Learning Depth from Single Monocular Images Using Deep Convolutional Neural Fields

In this article, we tackle the problem of depth estimation from single monocular images. Compared with depth estimation using multiple images such as stereo depth perception, depth from monocular images is much more challenging. Prior work typically focuses on exploiting geometric priors or additional sources of information, most using hand-crafted features. Recently, there is mounting evidence that features from deep convolutional neural networks (CNN) set new records for various vision applications. On the other hand, considering the continuous characteristic of the depth values, depth estimation can be naturally formulated as a continuous conditional random field (CRF) learning problem. Therefore, here we present a deep convolutional neural field model for estimating depths from single monocular images, aiming to jointly explore the capacity of deep CNN and continuous CRF. In particular, we propose a deep structured learning scheme which learns the unary and pairwise potentials of continuous CRF in a unified deep CNN framework. We then further propose an equally effective model based on fully convolutional networks and a novel superpixel pooling method, which is about 10 times faster, to speedup the patch-wise convolutions in the deep model.
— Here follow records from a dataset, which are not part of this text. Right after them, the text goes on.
//! Clustering of local regression coefficients.

pub mod kmeans;

pub use kmeans::*;
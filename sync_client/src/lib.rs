//! `sync_client`
//!
//! Client-side entity synchronization:
//! - Shared component cache for deduplicated payload data
//! - Throttled spawn queue and update buffer for out-of-order arrival
//! - Interpolation and local simulation of entity motion
//! - Visual lifecycle (spawn fade, distance culling, hit flash, death fade)
//!   driven through a budgeted fade-op queue
//! - Pause compensation and per-template model pooling
//! - Server link feeding an inbox drained by the frame loop

pub mod engine;
pub mod fade;
pub mod interp;
pub mod lifecycle;
pub mod link;
pub mod pause;
pub mod pool;
pub mod record;
pub mod shared_cache;
pub mod spawn_queue;
pub mod stats;
pub mod update_buffer;

pub use engine::{RemovalReason, SyncEngine, SyncEvent};
pub use link::{inbox, Inbox, LinkState, MessageSource, SyncLink};
pub use pause::PlayerId;
pub use record::VisualState;
pub use spawn_queue::SpawnOutcome;
pub use stats::SyncStats;
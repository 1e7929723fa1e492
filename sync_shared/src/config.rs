//! Configuration system.
//!
//! Loads sync configuration from JSON strings (file IO left to app).
//! Every field has a default so partial configs are valid.

use serde::{Deserialize, Serialize};

/// Tunables for the synchronization engine. Times are in seconds,
/// distances in world units.
#[derive(Debug, Clone, PartialEq, Serialize, Deserialize)]
#[serde(default)]
pub struct SyncConfig {
    /// Spawn queue entries materialized per frame.
    pub spawn_budget_per_frame: usize,
    /// Consumed head entries tolerated before the spawn queue is compacted.
    pub spawn_compact_threshold: usize,

    /// How long an update for an unknown entity is kept.
    pub update_ttl: f64,
    /// Maximum number of buffered updates.
    pub update_buffer_cap: usize,
    /// Minimum time between expired-update sweeps.
    pub update_sweep_interval: f64,

    pub projectile_interp_window: f64,
    pub fast_enemy_interp_window: f64,
    pub default_interp_window: f64,
    /// Horizontal speed above which an enemy uses the fast window.
    pub fast_enemy_speed: f32,
    /// Positional error beyond which an update teleports instead of interpolating.
    pub hard_snap_distance: f32,
    /// Lifetime for locally simulated entities that do not send one.
    pub default_local_lifetime: f64,

    pub spawn_fade_duration: f64,
    /// Spawns farther than this from the camera start faded out.
    pub near_cull_edge: f32,
    pub cull_radius: f32,
    pub cull_fade_duration: f64,
    pub hit_flash_duration: f64,
    /// Delay between the end of the hit flash and the death fade.
    pub death_buffer_delay: f64,
    pub death_fade_duration: f64,
    /// Grace period after a death fade should have finished before cleanup is forced.
    pub watchdog_slack: f64,
    /// Primitive fade ops executed per frame.
    pub fade_op_budget: usize,

    /// Idle instances kept per template.
    pub pool_cap_per_template: usize,
    /// Interpolated records with no update for this long are removed. `None` disables.
    pub stale_after: Option<f64>,
}

impl Default for SyncConfig {
    fn default() -> Self {
        Self {
            spawn_budget_per_frame: 15,
            spawn_compact_threshold: 64,
            update_ttl: 0.75,
            update_buffer_cap: 512,
            update_sweep_interval: 0.25,
            projectile_interp_window: 0.03,
            fast_enemy_interp_window: 0.05,
            default_interp_window: 0.25,
            fast_enemy_speed: 14.0,
            hard_snap_distance: 12.0,
            default_local_lifetime: 10.0,
            spawn_fade_duration: 0.3,
            near_cull_edge: 180.0,
            cull_radius: 200.0,
            cull_fade_duration: 0.4,
            hit_flash_duration: 0.1,
            death_buffer_delay: 0.15,
            death_fade_duration: 0.35,
            watchdog_slack: 1.0,
            fade_op_budget: 750,
            pool_cap_per_template: 64,
            stale_after: Some(30.0),
        }
    }
}

impl SyncConfig {
    /// Parses config from JSON.
    pub fn from_json_str(s: &str) -> serde_json::Result<Self> {
        serde_json::from_str(s)
    }
}

/// Configuration for the viewer binary.
#[derive(Debug, Clone, Serialize, Deserialize)]
pub struct ClientConfig {
    /// Server address, e.g. `127.0.0.1:40000`.
    pub server_addr: String,
    /// Frames per second driven through the engine.
    #[serde(default = "default_render_hz")]
    pub render_hz: u32,
    #[serde(default = "default_player_name")]
    pub player_name: String,
    #[serde(default)]
    pub sync: SyncConfig,
}

fn default_render_hz() -> u32 {
    60
}

fn default_player_name() -> String {
    "Player".to_string()
}

impl Default for ClientConfig {
    fn default() -> Self {
        Self {
            server_addr: "127.0.0.1:40000".to_string(),
            render_hz: default_render_hz(),
            player_name: default_player_name(),
            sync: SyncConfig::default(),
        }
    }
}

impl ClientConfig {
    /// Parses config from JSON.
    pub fn from_json_str(s: &str) -> serde_json::Result<Self> {
        serde_json::from_str(s)
    }
}

#[cfg(test)]
mod tests {
    use super::*;

    #[test]
    fn partial_sync_config_keeps_defaults() {
        let cfg = SyncConfig::from_json_str(r#"{ "spawn_budget_per_frame": 4, "stale_after": null }"#).unwrap();
        assert_eq!(cfg.spawn_budget_per_frame, 4);
        assert_eq!(cfg.stale_after, None);
        assert_eq!(cfg.fade_op_budget, 750);
        assert_eq!(cfg.update_ttl, 0.75);
    }

    #[test]
    fn client_config_nests_sync() {
        let cfg = ClientConfig::from_json_str(
            r#"{ "server_addr": "10.0.0.2:40000", "sync": { "cull_radius": 50.0 } }"#,
        )
        .unwrap();
        assert_eq!(cfg.render_hz, 60);
        assert_eq!(cfg.sync.cull_radius, 50.0);
        assert_eq!(cfg.sync.spawn_budget_per_frame, 15);
    }
}
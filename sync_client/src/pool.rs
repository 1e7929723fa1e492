//! Model pool.
//!
//! Released visual instances are parked per template key and handed back out
//! on the next spawn of that template. Each key holds a bounded ring; when it
//! is full the oldest idle instance is destroyed, so overflow costs one
//! destroy instead of a full rebuild.

use std::collections::{HashMap, VecDeque};

use sync_shared::render::{VisualBackend, VisualHandle};
use tracing::warn;

#[derive(Debug, Clone, Copy, PartialEq, Eq)]
pub enum Acquired {
    Reused(VisualHandle),
    Cloned(VisualHandle),
}

impl Acquired {
    pub fn handle(self) -> VisualHandle {
        match self {
            Acquired::Reused(h) | Acquired::Cloned(h) => h,
        }
    }
}

#[derive(Debug)]
pub struct ModelPool {
    idle: HashMap<String, VecDeque<VisualHandle>>,
    cap_per_template: usize,
}

impl ModelPool {
    pub fn new(cap_per_template: usize) -> Self {
        Self {
            idle: HashMap::new(),
            cap_per_template,
        }
    }

    /// Takes an idle instance of `template` or clones a new one.
    ///
    /// `None` means the template asset is not available.
    pub fn acquire<B: VisualBackend>(&mut self, template: &str, backend: &mut B) -> Option<Acquired> {
        if let Some(handle) = self.idle.get_mut(template).and_then(VecDeque::pop_back) {
            backend.unpark(handle);
            return Some(Acquired::Reused(handle));
        }
        if !backend.has_template(template) {
            return None;
        }
        backend.instantiate(template).map(Acquired::Cloned)
    }

    /// Parks `handle` for reuse. Returns true if an older idle instance had to
    /// be destroyed to make room.
    pub fn release<B: VisualBackend>(&mut self, template: &str, handle: VisualHandle, backend: &mut B) -> bool {
        backend.park(handle);
        if self.cap_per_template == 0 {
            backend.destroy(handle);
            return false;
        }
        let ring = self.idle.entry(template.to_string()).or_default();
        let mut evicted = false;
        if ring.len() >= self.cap_per_template {
            if let Some(oldest) = ring.pop_front() {
                warn!(template, handle = ?oldest, "Pool full, destroying oldest idle instance");
                backend.destroy(oldest);
                evicted = true;
            }
        }
        ring.push_back(handle);
        evicted
    }

    pub fn idle_count(&self, template: &str) -> usize {
        self.idle.get(template).map_or(0, VecDeque::len)
    }

    pub fn total_idle(&self) -> usize {
        self.idle.values().map(VecDeque::len).sum()
    }

    /// Destroys every idle instance.
    pub fn clear<B: VisualBackend>(&mut self, backend: &mut B) {
        for (_, ring) in self.idle.drain() {
            for handle in ring {
                backend.destroy(handle);
            }
        }
    }
}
With this more efficient model, we are able to design deeper networks to pursue better performance. Our proposed method can be used for depth estimation of general scenes with no geometric priors nor any extra information injected. In our case, the integral of the partition function can be calculated in a closed form such that we can exactly solve the log-likelihood maximization. Moreover, solving the inference problem for predicting depths of a test image is highly efficient as closed-form solutions exist. Experiments on both indoor and outdoor scene datasets demonstrate that the proposed method outperforms state-of-the-art depth estimation approaches.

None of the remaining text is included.